Vicky’s shoulders fell, and Ebon realized they’d had this discussion before — perhaps many times. She’d overstayed her summertime and fall on Aaron so far, and Ebon always refused to trade back by visiting the city. But even that raised another set of questions: If Vicky only came to Aaron on the weekends, where did he stay the rest of the time? Was he still at Aimee’s? And what must Aimee think about it all? He and Aimee had traded tons of messages leading up to his arrival, and he was supposed to be helping her fix up her father’s house.
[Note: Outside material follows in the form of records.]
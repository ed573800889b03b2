// ============================================================================
// Utilities Module
// Thread placement helpers for the matching thread
// ============================================================================

mod affinity;

pub(crate) use affinity::pin_matching_thread;
// ============================================================================
// Event Store Interface
// Durable, append-only storage behind the journaler
// ============================================================================

use crate::journal::{JournalError, JournalRecord};

/// Append-only record storage
pub trait EventStore: Send + 'static {
    /// Append one record after every record written so far
    fn append(&mut self, record: &JournalRecord) -> Result<(), JournalError>;

    /// Make every appended record durable
    fn flush(&mut self) -> Result<(), JournalError>;

    /// Read every stored record in append order
    fn read_all(&self) -> Result<Vec<JournalRecord>, JournalError>;
}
He was supposed to be rekindling an old friendship, both of them seeming to hope it would grow into something more. He felt a strange sense of having broached a loyalty by siding with Vicky, and of leaving an old wound untreated. Part of Ebon was desperate to forget Holly … but in the doing, he’d forgotten Aimee too.
“Just for a weekend. Just come away with me.”
But Ebon had stopped listening. Now that he’d thought of Aimee, she was a rapidly inflating balloon inside his mind. He slid sideways on the bed, dropping his feet to the floor. His clothes were there in a pile — very Ebon — whereas he was quite sure that Vicky’s clothes would be on a small end table or tucked into a stainless steel bin. Perhaps she’d undressed in the bathroom and come out in a terrycloth and microfiber spa robe, colored Indian ivory to match the rug.
“Are you leaving?”
Ebon turned. “Well … ”
“You always bolt out on me.” She said it playfully, a pout on her lips. Apparently he
did
always bolt out on her, but it was a quirk — one she accepted, understood, and maybe even liked.
“I just want to take a walk.”
“Are you going back to Aimee’s?”
Ebon stopped, his back to Vicky, then turned slowly.
“Well … ”
“I keep telling you. You can stay here while I’m gone.” She crawled forward, then lay on her chest with her smooth back bare. “And you can stay here while I’m here too.”